Hawkeye13 06-18-2019 07:01 AM

I had horrible anxiety the first few days cold turkey but it improved pretty quickly after the alcohol got out of my system. Insomnia also improved.

Cry, rest, eat healthy food. Lots of hot showers, clean sheets, and old movies on tv helped me.

Post here a lot and go to doctor if needed. I would use meds as prescribed to get through acute phase and stop asap when better.

You can do it

BanAlcohol 06-18-2019 07:28 AM

Thanks so much Hawkeye, yeah I currently had hardly no sleep last night, probably a few hours, woke up and had the most terrifying panic attack ever, took me about 3 hours to calm down, I’m still extremely anxious but not attacking although it feels I am on the verge of one very close.

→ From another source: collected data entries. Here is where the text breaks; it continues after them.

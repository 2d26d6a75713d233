//! TMDB poster provider
//!
//! Looks up `GET /3/movie/{id}` and builds a w500 poster URL from
//! `poster_path`. Transport and status failures are retried with a fixed
//! delay; once attempts run out the caller gets the connection-error
//! placeholder. Completed lookups (including "no poster") are cached in Redis
//! when a cache is configured.
use std::time::Duration;

use reqwest::Client as HttpClient;

use crate::{
    cached,
    db::{Cache, CacheKey},
    error::{AppError, AppResult},
    models::{Poster, TmdbMovie},
    services::providers::{PosterGateway, CONNECTION_ERROR_PLACEHOLDER, NO_IMAGE_PLACEHOLDER},
};

const POSTER_CACHE_TTL: u64 = 604800; // 1 week
const POSTER_SIZE: &str = "w500";

/// How often and how patiently to retry a poster lookup
#[derive(Debug, Clone, Copy)]
pub struct RetryPolicy {
    pub attempts: u32,
    pub delay: Duration,
}

impl Default for RetryPolicy {
    fn default() -> Self {
        Self {
            attempts: 3,
            delay: Duration::from_secs(1),
        }
    }
}

#[derive(Clone)]
pub struct TmdbPosterGateway {
    http_client: HttpClient,
    api_key: String,
    api_url: String,
    image_url: String,
    cache: Option<Cache>,
    retry: RetryPolicy,
}

impl TmdbPosterGateway {
    pub fn new(
        api_key: String,
        api_url: String,
        image_url: String,
        timeout: Duration,
        retry: RetryPolicy,
        cache: Option<Cache>,
    ) -> AppResult<Self> {
        let http_client = HttpClient::builder().timeout(timeout).build()?;

        Ok(Self {
            http_client,
            api_key,
            api_url: api_url.trim_end_matches('/').to_string(),
            image_url: image_url.trim_end_matches('/').to_string(),
            cache,
            retry,
        })
    }

    fn poster_url(&self, poster_path: &str) -> String {
        format!(
            "{}/{}/{}",
            self.image_url,
            POSTER_SIZE,
            poster_path.trim_start_matches('/')
        )
    }

    /// Single request against TMDB
    async fn request_poster(&self, movie_id: i64) -> AppResult<Poster> {
        let url = format!("{}/3/movie/{}", self.api_url, movie_id);

        let response = self
            .http_client
            .get(&url)
            .query(&[("api_key", self.api_key.as_str()), ("language", "en-US")])
            .send()
            .await?;

        if !response.status().is_success() {
            let status = response.status();
            let body = response.text().await.unwrap_or_default();
            return Err(AppError::ExternalApi(format!(
                "TMDB API returned status {}: {}",
                status, body
            )));
        }

        let movie: TmdbMovie = response.json().await?;

        Ok(match movie.poster_path {
            Some(path) if !path.is_empty() => Poster::found(movie_id, self.poster_url(&path)),
            _ => Poster::placeholder(movie_id, NO_IMAGE_PLACEHOLDER),
        })
    }

    /// Runs [`Self::request_poster`] under the retry policy
    async fn request_with_retry(&self, movie_id: i64) -> AppResult<Poster> {
        let attempts = self.retry.attempts.max(1);
        let mut last_error = None;

        for attempt in 1..=attempts {
            match self.request_poster(movie_id).await {
                Ok(poster) => return Ok(poster),
                Err(e) => {
                    tracing::warn!(
                        movie_id,
                        attempt,
                        max_attempts = attempts,
                        error = %e,
                        "Poster lookup failed"
                    );
                    last_error = Some(e);
                    if attempt < attempts {
                        tokio::time::sleep(self.retry.delay).await;
                    }
                }
            }
        }

        Err(last_error.unwrap_or_else(|| {
            AppError::ExternalApi(format!("Poster lookup for {} never ran", movie_id))
        }))
    }

    async fn cached_lookup(&self, cache: &Cache, movie_id: i64) -> AppResult<Poster> {
        cached!(
            cache,
            CacheKey::Poster(movie_id),
            POSTER_CACHE_TTL,
            self.request_with_retry(movie_id)
        )
    }
}

#[async_trait::async_trait]
impl PosterGateway for TmdbPosterGateway {
    async fn fetch_poster(&self, movie_id: i64) -> Poster {
        let result = match &self.cache {
            Some(cache) => match self.cached_lookup(cache, movie_id).await {
                Err(AppError::Cache(e)) => {
                    tracing::warn!(
                        movie_id,
                        error = %e,
                        "Poster cache unavailable, fetching directly"
                    );
                    self.request_with_retry(movie_id).await
                }
                other => other,
            },
            None => self.request_with_retry(movie_id).await,
        };

        match result {
            Ok(poster) => {
                tracing::debug!(
                    movie_id,
                    placeholder = poster.placeholder,
                    provider = "tmdb",
                    "Poster fetched"
                );
                poster
            }
            Err(e) => {
                tracing::error!(
                    movie_id,
                    error = %e,
                    provider = "tmdb",
                    "Poster lookup exhausted retries"
                );
                Poster::placeholder(movie_id, CONNECTION_ERROR_PLACEHOLDER)
            }
        }
    }

    fn clone_for_task(&self) -> Box<dyn PosterGateway> {
        Box::new(self.clone())
    }

    fn name(&self) -> &'static str {
        "tmdb"
    }
}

I’m having terrifying moments and then moments where I feel ok, I can’t work it out, feel terrified then ok then terrified then ok.

biminiblue 06-18-2019 07:31 AM

Yep.

Sounds about like the withdrawal I went through, too.

Have you thought about going to an AA meeting? People at meetings will understand and can help you get through it.

I agree with Hawk, though. Eat as much food as you can stand. Sleep when you can - for me it took a few weeks to be able to sleep eight hours straight through the night.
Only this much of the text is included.